Queijarias flutuantes

trazem inovação e formalização

Amazonas cria sistema de produção ajustado à realidade local com suas estações de cheia/seca e atrai pecuaristas de leite ribeirinhos

Luiz H. Pitombo

Cerca de cinco anos atrás foi inaugurada a primeira queijaria artesanal flutuante com inspeção estadual (SIE) do Amazonas e a única da qual se tinha notícia no País. Montado sobre uma espécie de balsa, o sistema permite acompanhar o deslocamento do gado, que, entre agosto e janeiro, fica em ricas pastagens das várzeas na baixa dos rios, e, de fevereiro até julho, na cheia, é transferido para a terra firme.

As instalações, respeitando normas sanitárias regionais, permitem a formalização do queijo e que o produto circule e chegue a outros municípios, incluindo a capital, Manaus, maior centro consumidor regional, com mais de 2 milhões de habitantes.
Atualmente, já existem 12 dessas queijarias flutuantes ativas com SIE no estado, nas regiões de Autazes, Careiro da Várzea e Parintins. Outras devem ser inauguradas em breve e existem também as que estão em fase de regularização. É utilizado tanto o leite bovino como o de bubalino, sempre que estes estiverem por perto, mesmo porque são adaptados ao alagado e procurados pelo maior valor agregado que seus derivados atingem no mercado.

No total, existem no estado 33 laticínios com inspeção estadual que produzem 85.600 kg/mês de queijos, grande parte coalho e queijo manteiga, os mais tradicionais e apreciados, bem como o minas frescal e a muçarela. Inexistem plantas com inspeção federal (SIF) e a maior parte do queijo consumido vem de fora, sendo elevada também a produção informal, o que mostra o potencial de crescimento da produção inspecionada.
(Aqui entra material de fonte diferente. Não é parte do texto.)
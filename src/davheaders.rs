//! Typed versions of the WebDAV request headers the distributor reads.
use headers::Header;
use http::header::{HeaderName, HeaderValue};

use crate::util::Depth;

pub static DEPTH: HeaderName = HeaderName::from_static("depth");
pub static TIMEOUT: HeaderName = HeaderName::from_static("timeout");
pub static OVERWRITE: HeaderName = HeaderName::from_static("overwrite");
pub static DESTINATION: HeaderName = HeaderName::from_static("destination");
pub static LOCK_TOKEN: HeaderName = HeaderName::from_static("lock-token");
pub static IF: HeaderName = HeaderName::from_static("if");
pub static DAV: HeaderName = HeaderName::from_static("dav");

// helper.
fn one<'i, I>(values: &mut I) -> Result<&'i HeaderValue, headers::Error>
where
    I: Iterator<Item = &'i HeaderValue>,
{
    let v = values.next().ok_or_else(invalid)?;
    if values.next().is_some() {
        Err(invalid())
    } else {
        Ok(v)
    }
}

// helper
fn invalid() -> headers::Error {
    headers::Error::invalid()
}

// helper
fn map_invalid(_e: impl std::error::Error) -> headers::Error {
    headers::Error::invalid()
}

fn encode_str<E: Extend<HeaderValue>>(s: &str, values: &mut E) {
    if let Ok(value) = HeaderValue::from_str(s) {
        values.extend(std::iter::once(value));
    }
}

impl Header for Depth {
    fn name() -> &'static HeaderName {
        &DEPTH
    }

    fn decode<'i, I>(values: &mut I) -> Result<Self, headers::Error>
    where
        I: Iterator<Item = &'i HeaderValue>,
    {
        let value = one(values)?.to_str().map_err(map_invalid)?;
        Depth::parse(value).ok_or_else(invalid)
    }

    fn encode<E>(&self, values: &mut E)
    where
        E: Extend<HeaderValue>,
    {
        let value = match *self {
            Depth::Zero => "0",
            Depth::One => "1",
            Depth::Infinity => "Infinity",
        };
        values.extend(std::iter::once(HeaderValue::from_static(value)));
    }
}

#[derive(Debug, Clone, Copy, PartialEq, Eq)]
pub enum DavTimeout {
    Seconds(u32),
    Infinite,
}

/// `Timeout:` header, the client's preferences in order.
#[derive(Debug, Clone, PartialEq, Eq)]
pub struct Timeout(pub Vec<DavTimeout>);

impl Header for Timeout {
    fn name() -> &'static HeaderName {
        &TIMEOUT
    }

    fn decode<'i, I>(values: &mut I) -> Result<Self, headers::Error>
    where
        I: Iterator<Item = &'i HeaderValue>,
    {
        let value = one(values)?;
        let mut v = Vec::new();
        for word in value.to_str().map_err(map_invalid)?.split(',') {
            let word = word.trim();
            let w = match word {
                "Infinite" => DavTimeout::Infinite,
                _ => match word.strip_prefix("Second-") {
                    Some(num) => DavTimeout::Seconds(num.parse::<u32>().map_err(map_invalid)?),
                    None => return Err(invalid()),
                },
            };
            v.push(w);
        }
        Ok(Timeout(v))
    }

    fn encode<E>(&self, values: &mut E)
    where
        E: Extend<HeaderValue>,
    {
        let words: Vec<String> = self
            .0
            .iter()
            .map(|t| match t {
                DavTimeout::Seconds(n) => format!("Second-{}", n),
                DavTimeout::Infinite => "Infinite".to_string(),
            })
            .collect();
        encode_str(&words.join(", "), values);
    }
}

/// `Destination:` header, as sent (absolute URL or absolute path).
#[derive(Debug, Clone, PartialEq, Eq)]
pub struct Destination(pub String);

impl Header for Destination {
    fn name() -> &'static HeaderName {
        &DESTINATION
    }

    fn decode<'i, I>(values: &mut I) -> Result<Self, headers::Error>
    where
        I: Iterator<Item = &'i HeaderValue>,
    {
        let s = one(values)?.to_str().map_err(map_invalid)?;
        if s.is_empty() {
            return Err(invalid());
        }
        Ok(Destination(s.to_string()))
    }

    fn encode<E>(&self, values: &mut E)
    where
        E: Extend<HeaderValue>,
    {
        encode_str(&self.0, values);
    }
}

#[derive(Debug, Clone, Copy, PartialEq, Eq)]
pub struct Overwrite(pub bool);

impl Header for Overwrite {
    fn name() -> &'static HeaderName {
        &OVERWRITE
    }

    fn decode<'i, I>(values: &mut I) -> Result<Self, headers::Error>
    where
        I: Iterator<Item = &'i HeaderValue>,
    {
        let line = one(values)?;
        match line.as_bytes() {
            b"F" => Ok(Overwrite(false)),
            b"T" => Ok(Overwrite(true)),
            _ => Err(invalid()),
        }
    }

    fn encode<E>(&self, values: &mut E)
    where
        E: Extend<HeaderValue>,
    {
        let value = if self.0 { "T" } else { "F" };
        values.extend(std::iter::once(HeaderValue::from_static(value)));
    }
}

/// `Lock-Token:` header. The angle brackets are stripped.
#[derive(Debug, Clone, PartialEq, Eq)]
pub struct LockToken(pub String);

impl Header for LockToken {
    fn name() -> &'static HeaderName {
        &LOCK_TOKEN
    }

    fn decode<'i, I>(values: &mut I) -> Result<Self, headers::Error>
    where
        I: Iterator<Item = &'i HeaderValue>,
    {
        let s = one(values)?.to_str().map_err(map_invalid)?.trim();
        let s = s
            .strip_prefix('<')
            .and_then(|s| s.strip_suffix('>'))
            .unwrap_or(s);
        if s.is_empty() {
            return Err(invalid());
        }
        Ok(LockToken(s.to_string()))
    }

    fn encode<E>(&self, values: &mut E)
    where
        E: Extend<HeaderValue>,
    {
        encode_str(&format!("<{}>", self.0), values);
    }
}

/// The state tokens submitted in an `If:` header.
///
/// Only the tokens are kept: resource tags and entity tags are
/// skipped, as are tokens under `Not`.
#[derive(Debug, Clone, PartialEq, Eq)]
pub struct IfTokens(pub Vec<String>);

// scan up to and including `close`, return the part in between.
fn scan_until(buf: &str, close: char) -> Result<(&str, &str), headers::Error> {
    let end = buf.find(close).ok_or_else(invalid)?;
    Ok((&buf[..end], &buf[end + close.len_utf8()..]))
}

impl Header for IfTokens {
    fn name() -> &'static HeaderName {
        &IF
    }

    fn decode<'i, I>(values: &mut I) -> Result<Self, headers::Error>
    where
        I: Iterator<Item = &'i HeaderValue>,
    {
        let mut input = one(values)?.to_str().map_err(map_invalid)?;
        let mut tokens = Vec::new();
        let mut in_list = false;
        let mut not = false;
        let mut seen_list = false;

        loop {
            input = input.trim_start();
            let mut chars = input.chars();
            let Some(c) = chars.next() else { break };
            match c {
                '(' if !in_list => {
                    in_list = true;
                    seen_list = true;
                    input = chars.as_str();
                },
                ')' if in_list => {
                    in_list = false;
                    not = false;
                    input = chars.as_str();
                },
                '<' => {
                    let (tok, rest) = scan_until(chars.as_str(), '>')?;
                    if in_list && !not && !tokens.iter().any(|t| t == tok) {
                        tokens.push(tok.to_string());
                    }
                    not = false;
                    input = rest;
                },
                '[' if in_list => {
                    let (_etag, rest) = scan_until(chars.as_str(), ']')?;
                    not = false;
                    input = rest;
                },
                'N' if in_list && input.starts_with("Not") => {
                    not = true;
                    input = &input[3..];
                },
                _ => return Err(invalid()),
            }
        }
        if in_list || !seen_list {
            return Err(invalid());
        }
        Ok(IfTokens(tokens))
    }

    fn encode<E>(&self, values: &mut E)
    where
        E: Extend<HeaderValue>,
    {
        let lists: Vec<String> = self.0.iter().map(|t| format!("(<{}>)", t)).collect();
        encode_str(&lists.join(" "), values);
    }
}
O trabalho de regularização, que inclui laticínios de terra firme, faz parte do projeto chamado de “Rota do Queijo”, realizado pela Secretaria de Estado de Produção Rural (Sepror) e suas divisões (Idam, Idaf e Seapaf). O objetivo é acompanhar o processo de formalização e orientar quanto às boas práticas de ordenha e de fabricação, para ofertar um produto final com qualidade ao consumidor. Parte dos queijos tem sido direcionada à merenda escolar.

Cardoso: A formalização é necessária devido à baixa qualidade do queijo de produtores. Graças a ela, a produção de queijos vai crescer, podendo ser comercializado em outros estados e mesmo para países vizinhos

Valdenor Pontes Cardoso, presidente Instituto de Desenvolvimento Agropecuário e Florestal Sustentável do Amazonas (Idam), ressalta a necessidade da formalização ante a baixa qualidade dos queijos de muitos pecuaristas e aposta no crescimento dessa produção para a venda também a outros estados e mesmo para países vizinhos, como Colômbia e Venezuela, indicando particularmente o mercado de muçarela de búfala. Ele conta que empresários de vários setores têm se reunido para se organizar e ir mesmo mais longe, assim que as áreas livres de febre aftosa sem vacinação forem reconhecidas e aumentarem no estado.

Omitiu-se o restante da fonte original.